BEGIN

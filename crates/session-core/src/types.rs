use serde::{Deserialize, Serialize};

/// Which side of the consultation this process is running for.
#[derive(Debug, Clone, Copy, Hash, Eq, PartialEq, Serialize, Deserialize)]
pub enum Role {
    /// The consultation seeker; pays for the session.
    Client,
    /// The service provider; earns from the session.
    Provider,
}

impl Role {
    pub fn counterpart(&self) -> Role {
        match self {
            Role::Client => Role::Provider,
            Role::Provider => Role::Client,
        }
    }
}

impl std::fmt::Display for Role {
    fn fmt(&self, f: &mut std::fmt::Formatter<'_>) -> std::fmt::Result {
        match self {
            Role::Client => write!(f, "client"),
            Role::Provider => write!(f, "provider"),
        }
    }
}

#[cfg(test)]
mod tests {
    use super::*;

    #[test]
    fn counterpart_flips_the_side() {
        assert_eq!(Role::Client.counterpart(), Role::Provider);
        assert_eq!(Role::Provider.counterpart(), Role::Client);
    }
}
//! Error types for the session engine.

use counsel_ledger_core::{Credits, LedgerError};
use thiserror::Error;

/// Result type for session engine operations.
pub type Result<T> = std::result::Result<T, SessionError>;

/// Errors that can occur while running a session.
///
/// A redundant finalize is deliberately absent here: a finalize attempt
/// against an already-settled session returns the frozen settlement and is
/// treated as success.
#[derive(Debug, Error)]
pub enum SessionError {
    /// Media transport failure (join failed, device busy or denied).
    /// User-facing and retryable by re-invoking join.
    #[error("transport error: {message}")]
    Transport { message: String },

    /// A unit charge was rejected. Ends the active session; not retryable
    /// for that session.
    #[error("insufficient funds: balance {balance}, required {required}")]
    InsufficientFunds { balance: Credits, required: Credits },

    /// The remote finalize call failed. The engine degrades to a local
    /// best-effort summary; resources are still released.
    #[error("settlement failed: {message}")]
    Settlement { message: String },

    /// The counterpart never stabilized within the no-show window.
    #[error("counterpart did not connect within {seconds} seconds")]
    NoShowTimeout { seconds: u64 },

    /// Persistence-layer failure.
    #[error(transparent)]
    Ledger(#[from] LedgerError),

    /// The engine was driven outside its lifecycle.
    #[error("invalid state: {message}")]
    InvalidState { message: String },
}

impl SessionError {
    /// Create a transport error.
    pub fn transport(message: impl Into<String>) -> Self {
        Self::Transport {
            message: message.into(),
        }
    }

    /// Create a settlement error.
    pub fn settlement(message: impl Into<String>) -> Self {
        Self::Settlement {
            message: message.into(),
        }
    }

    /// Create an invalid-state error.
    pub fn invalid_state(message: impl Into<String>) -> Self {
        Self::InvalidState {
            message: message.into(),
        }
    }
}
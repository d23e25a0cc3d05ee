//! Status Synchronizer.
//!
//! Observes the session's status transitions through the persistence
//! layer's subscription channel and forwards them into the controller's
//! event queue. When the counterpart ends the session first, this is how
//! the local process converges on the committed terminal result.

use std::sync::Arc;

use counsel_ledger_core::{SessionId, SessionLedger};
use futures::StreamExt;
use tokio::sync::mpsc;
use tokio::task::JoinHandle;
use tracing::{debug, warn};

use crate::events::EngineEvent;

/// Spawn the subscription pump. The task ends when a terminal status has
/// been forwarded, when the stream closes, or when the controller goes
/// away.
pub fn spawn(
    ledger: Arc<dyn SessionLedger>,
    session_id: SessionId,
    queue: mpsc::UnboundedSender<EngineEvent>,
) -> JoinHandle<()> {
    tokio::spawn(async move {
        let mut stream = match ledger.subscribe(&session_id).await {
            Ok(stream) => stream,
            Err(e) => {
                warn!("status subscription for {} failed: {}", session_id, e);
                return;
            }
        };

        while let Some(item) = stream.next().await {
            let change = match item {
                Ok(change) => change,
                Err(e) => {
                    // A lagged receiver missed intermediate transitions;
                    // the next delivered change carries the current state.
                    warn!("status stream for {} lagged: {}", session_id, e);
                    continue;
                }
            };
            let terminal = change.status.is_terminal();
            debug!("observed status change for {}: {}", session_id, change.status);
            if queue.send(EngineEvent::StatusChanged(change)).is_err() {
                return;
            }
            if terminal {
                return;
            }
        }
    })
}
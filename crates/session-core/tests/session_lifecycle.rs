//! Two-participant lifecycle tests against the in-memory ledger and the
//! simulated room. Time is tokio's paused clock, so every window and unit
//! boundary lands deterministically.

use std::sync::Arc;
use std::time::Duration;

use anyhow::Result;
use counsel_ledger_core::{
    ChargeKind, Credits, EndReason, InMemoryLedger, Modality, SessionLedger, SessionRecord,
    SessionStatus, UserId,
};
use counsel_session_core::adapters::{SimulatedRoom, SimulatedTransport, StaticTokenIssuer};
use counsel_session_core::{Role, SessionConfig, SessionController};
use pretty_assertions::assert_eq;

async fn seeded_session(ledger: &InMemoryLedger, balance: Credits) -> SessionRecord {
    let client = UserId::new("client-1");
    let provider = UserId::new("provider-1");
    ledger.deposit(&client, balance).await;
    ledger
        .create_session(&client, &provider, Modality::Video)
        .await
        .unwrap()
}

fn controller(
    config: SessionConfig,
    role: Role,
    record: &SessionRecord,
    ledger: &Arc<InMemoryLedger>,
    transport: &Arc<SimulatedTransport>,
) -> SessionController {
    SessionController::new(
        config,
        role,
        record.clone(),
        ledger.clone(),
        transport.clone(),
        Arc::new(StaticTokenIssuer::default()),
    )
}

#[test_log::test(tokio::test(start_paused = true))]
async fn two_party_session_bills_whole_units_and_settles_once() -> Result<()> {
    let ledger = Arc::new(InMemoryLedger::new());
    let record = seeded_session(&ledger, 100).await;
    let (client_room, provider_room) = SimulatedRoom::pair();
    let client_room = Arc::new(client_room);
    let provider_room = Arc::new(provider_room);

    // Debounce 3s, 60s units at 5 credits, no initial fee.
    let config = SessionConfig::default();
    let client = controller(config.clone(), Role::Client, &record, &ledger, &client_room);
    let provider = controller(config, Role::Provider, &record, &ledger, &provider_room);

    let hangup = client.handle();
    let client_task = tokio::spawn(client.run());
    let provider_task = tokio::spawn(provider.run());
    tokio::spawn(async move {
        // Established at t=3; units complete at t=63 and t=123. Hanging up
        // at t=125.5 leaves the third unit partial and unbilled.
        tokio::time::sleep(Duration::from_millis(125_500)).await;
        hangup.hangup();
    });

    let client_summary = client_task.await??;
    let provider_summary = provider_task.await??;

    // Both sides converge on the identical committed settlement.
    assert_eq!(client_summary, provider_summary);
    assert_eq!(client_summary.status, SessionStatus::Completed);
    assert_eq!(client_summary.end_reason, EndReason::Hangup);
    assert_eq!(client_summary.duration_seconds, 125);
    assert_eq!(client_summary.total_credits, 10);
    assert!(client_summary.authoritative);

    // Two whole units, deduplicated across both participants' tickers.
    let events = ledger.billing_events(&record.id).await?;
    assert_eq!(events.len(), 2);
    assert!(events.iter().all(|e| e.kind == ChargeKind::PerUnit));
    assert_eq!(ledger.balance(&record.client).await?, 90);
    assert_eq!(ledger.balance(&record.provider).await?, 10);

    // Media released exactly once per endpoint.
    assert_eq!(client_room.leave_calls().await, 1);
    assert_eq!(provider_room.leave_calls().await, 1);
    Ok(())
}

#[test_log::test(tokio::test(start_paused = true))]
async fn rejected_unit_ends_the_session_with_nothing_debited() -> Result<()> {
    let ledger = Arc::new(InMemoryLedger::new());
    // 4 credits cannot cover a single 5-credit unit.
    let record = seeded_session(&ledger, 4).await;
    let (client_room, provider_room) = SimulatedRoom::pair();
    let client_room = Arc::new(client_room);
    let provider_room = Arc::new(provider_room);

    let config = SessionConfig::default();
    let client = controller(config.clone(), Role::Client, &record, &ledger, &client_room);
    let provider = controller(config, Role::Provider, &record, &ledger, &provider_room);

    let client_summary = tokio::spawn(client.run());
    let provider_summary = tokio::spawn(provider.run());
    let client_summary = client_summary.await??;
    let provider_summary = provider_summary.await??;

    assert_eq!(client_summary, provider_summary);
    assert_eq!(client_summary.status, SessionStatus::Completed);
    assert_eq!(client_summary.end_reason, EndReason::InsufficientFunds);
    // First unit boundary at t=63 triggered the rejection.
    assert_eq!(client_summary.duration_seconds, 63);
    assert_eq!(client_summary.total_credits, 0);
    assert!(client_summary.authoritative);

    // The rejected unit was never partially applied.
    assert!(ledger.billing_events(&record.id).await?.is_empty());
    assert_eq!(ledger.balance(&record.client).await?, 4);
    assert_eq!(ledger.balance(&record.provider).await?, 0);
    Ok(())
}

#[test_log::test(tokio::test(start_paused = true))]
async fn counterpart_no_show_cancels_without_billing() -> Result<()> {
    let ledger = Arc::new(InMemoryLedger::new());
    let record = seeded_session(&ledger, 100).await;
    let (client_room, _provider_room) = SimulatedRoom::pair();
    let client_room = Arc::new(client_room);

    // The provider never joins; the 60s no-show window expires.
    let config = SessionConfig::default();
    let client = controller(config, Role::Client, &record, &ledger, &client_room);
    let summary = tokio::spawn(client.run()).await??;

    assert_eq!(summary.status, SessionStatus::Cancelled);
    assert_eq!(summary.end_reason, EndReason::CounterpartTimeout);
    assert_eq!(summary.duration_seconds, 0);
    assert_eq!(summary.total_credits, 0);
    assert!(summary.authoritative);

    assert!(ledger.billing_events(&record.id).await?.is_empty());
    assert_eq!(ledger.balance(&record.client).await?, 100);
    assert_eq!(client_room.leave_calls().await, 1);

    let stored = ledger.get_session(&record.id).await?;
    assert_eq!(stored.status, SessionStatus::Cancelled);
    Ok(())
}

#[test_log::test(tokio::test(start_paused = true))]
async fn hangup_before_stabilization_is_a_cancellation() -> Result<()> {
    let ledger = Arc::new(InMemoryLedger::new());
    let record = seeded_session(&ledger, 100).await;
    let (client_room, provider_room) = SimulatedRoom::pair();
    let client_room = Arc::new(client_room);
    let provider_room = Arc::new(provider_room);

    let config = SessionConfig::default();
    let client = controller(config.clone(), Role::Client, &record, &ledger, &client_room);
    let provider = controller(config, Role::Provider, &record, &ledger, &provider_room);

    let hangup = client.handle();
    let client_task = tokio::spawn(client.run());
    let provider_task = tokio::spawn(provider.run());
    tokio::spawn(async move {
        // Inside the 3s debounce window; nothing ever established.
        tokio::time::sleep(Duration::from_millis(2_500)).await;
        hangup.hangup();
    });

    let client_summary = client_task.await??;
    let provider_summary = provider_task.await??;

    assert_eq!(client_summary, provider_summary);
    assert_eq!(client_summary.status, SessionStatus::Cancelled);
    assert_eq!(client_summary.end_reason, EndReason::CancelledBeforeConnect);
    assert_eq!(client_summary.total_credits, 0);
    assert_eq!(ledger.balance(&record.client).await?, 100);
    Ok(())
}

#[test_log::test(tokio::test(start_paused = true))]
async fn media_toggle_survives_a_short_session() -> Result<()> {
    let ledger = Arc::new(InMemoryLedger::new());
    let record = seeded_session(&ledger, 100).await;
    let (client_room, provider_room) = SimulatedRoom::pair();
    let client_room = Arc::new(client_room);
    let provider_room = Arc::new(provider_room);

    let config = SessionConfig::default();
    let client = controller(config.clone(), Role::Client, &record, &ledger, &client_room);
    let provider = controller(config, Role::Provider, &record, &ledger, &provider_room);

    let handle = client.handle();
    let client_task = tokio::spawn(client.run());
    let provider_task = tokio::spawn(provider.run());
    tokio::spawn(async move {
        tokio::time::sleep(Duration::from_millis(5_500)).await;
        handle.toggle_media();
        tokio::time::sleep(Duration::from_secs(1)).await;
        handle.toggle_media();
        tokio::time::sleep(Duration::from_secs(4)).await;
        handle.hangup();
    });

    let client_summary = client_task.await??;
    let provider_summary = provider_task.await??;

    assert_eq!(client_summary, provider_summary);
    assert_eq!(client_summary.status, SessionStatus::Completed);
    assert_eq!(client_summary.end_reason, EndReason::Hangup);
    // Hung up at t=10.5, well inside the first 60s unit.
    assert_eq!(client_summary.duration_seconds, 10);
    assert_eq!(client_summary.total_credits, 0);
    Ok(())
}
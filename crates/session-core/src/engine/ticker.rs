//! Billing Ticker: the local usage clock.
//!
//! Counts billable seconds one tick at a time and emits a charge request
//! at every whole unit boundary. The ticker never reads a wall clock; a
//! suspended process resumes exactly where it left off and the committed
//! ledger remains the sole authority for billed duration.

use counsel_ledger_core::{ChargeKind, Credits};

use crate::config::SessionConfig;

/// A charge the controller should attempt to commit.
#[derive(Debug, Clone, Copy, PartialEq)]
pub struct ChargeRequest {
    pub kind: ChargeKind,
    pub unit_index: u32,
    pub amount: Credits,
}

/// Tick-driven usage clock emitting per-unit charge requests.
#[derive(Debug)]
pub struct BillingTicker {
    unit_seconds: u64,
    unit_cost: Credits,
    initial_fee: Option<Credits>,
    /// Billable seconds accumulated across all established stretches.
    elapsed_seconds: u64,
    /// Next per-unit index to charge, starting at 1.
    next_unit: u32,
    initial_fee_emitted: bool,
    stopped: bool,
}

impl BillingTicker {
    pub fn new(config: &SessionConfig) -> Self {
        Self {
            unit_seconds: config.unit_seconds(),
            unit_cost: config.unit_cost,
            initial_fee: config.initial_fee,
            elapsed_seconds: 0,
            next_unit: 1,
            initial_fee_emitted: false,
            stopped: false,
        }
    }

    /// The connection stabilized. Returns the one-time initial fee on the
    /// first stabilization only; reconnections never duplicate it.
    pub fn on_established(&mut self) -> Option<ChargeRequest> {
        if self.stopped || self.initial_fee_emitted {
            return None;
        }
        self.initial_fee_emitted = true;
        let fee = self.initial_fee?;
        Some(ChargeRequest {
            kind: ChargeKind::InitialFee,
            unit_index: 0,
            amount: fee,
        })
    }

    /// Advance one billable second. The controller only calls this while
    /// the stabilizer trusts the connection. Returns a charge request at
    /// each whole unit boundary.
    pub fn on_tick(&mut self) -> Option<ChargeRequest> {
        if self.stopped {
            return None;
        }
        self.elapsed_seconds += 1;
        if self.elapsed_seconds >= u64::from(self.next_unit) * self.unit_seconds {
            let request = ChargeRequest {
                kind: ChargeKind::PerUnit,
                unit_index: self.next_unit,
                amount: self.unit_cost,
            };
            self.next_unit += 1;
            return Some(request);
        }
        None
    }

    /// Stop billing permanently (finalization or a rejected charge).
    pub fn stop(&mut self) {
        self.stopped = true;
    }

    /// Billable seconds accumulated so far.
    pub fn elapsed_seconds(&self) -> u64 {
        self.elapsed_seconds
    }

    /// Completed units charged so far.
    pub fn billed_units(&self) -> u32 {
        self.next_unit - 1
    }
}
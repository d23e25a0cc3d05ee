//! Error types for ledger operations.

use thiserror::Error;

use crate::types::{SessionId, SessionStatus, UserId};

/// Result type for ledger operations.
pub type Result<T> = std::result::Result<T, LedgerError>;

/// Errors that can occur against the persistence layer.
#[derive(Debug, Error)]
pub enum LedgerError {
    /// No session with this id exists.
    #[error("session not found: {0}")]
    SessionNotFound(SessionId),

    /// A session with this id already exists.
    #[error("session already exists: {0}")]
    SessionExists(SessionId),

    /// A debit was attempted against a user who has no wallet.
    #[error("wallet not found for user: {0}")]
    WalletNotFound(UserId),

    /// An operation that requires a specific status was issued against a
    /// session in a different one.
    #[error("session {session_id} is {status}, cannot {operation}")]
    InvalidTransition {
        session_id: SessionId,
        status: SessionStatus,
        operation: &'static str,
    },

    /// A charge was malformed, e.g. a per-unit commit with unit index 0.
    #[error("invalid charge for session {session_id}: {message}")]
    InvalidCharge {
        session_id: SessionId,
        message: String,
    },

    /// The backing store failed.
    #[error("storage error: {message}")]
    Storage { message: String },
}

impl LedgerError {
    /// Create a storage error.
    pub fn storage(message: impl Into<String>) -> Self {
        Self::Storage {
            message: message.into(),
        }
    }

    /// Create an invalid-charge error.
    pub fn invalid_charge(session_id: SessionId, message: impl Into<String>) -> Self {
        Self::InvalidCharge {
            session_id,
            message: message.into(),
        }
    }
}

END

→ TASK TO CARRY OUT:
Return the count of lines in the entries above that include the word "only", without any added text.

→ TASK ANSWER:
2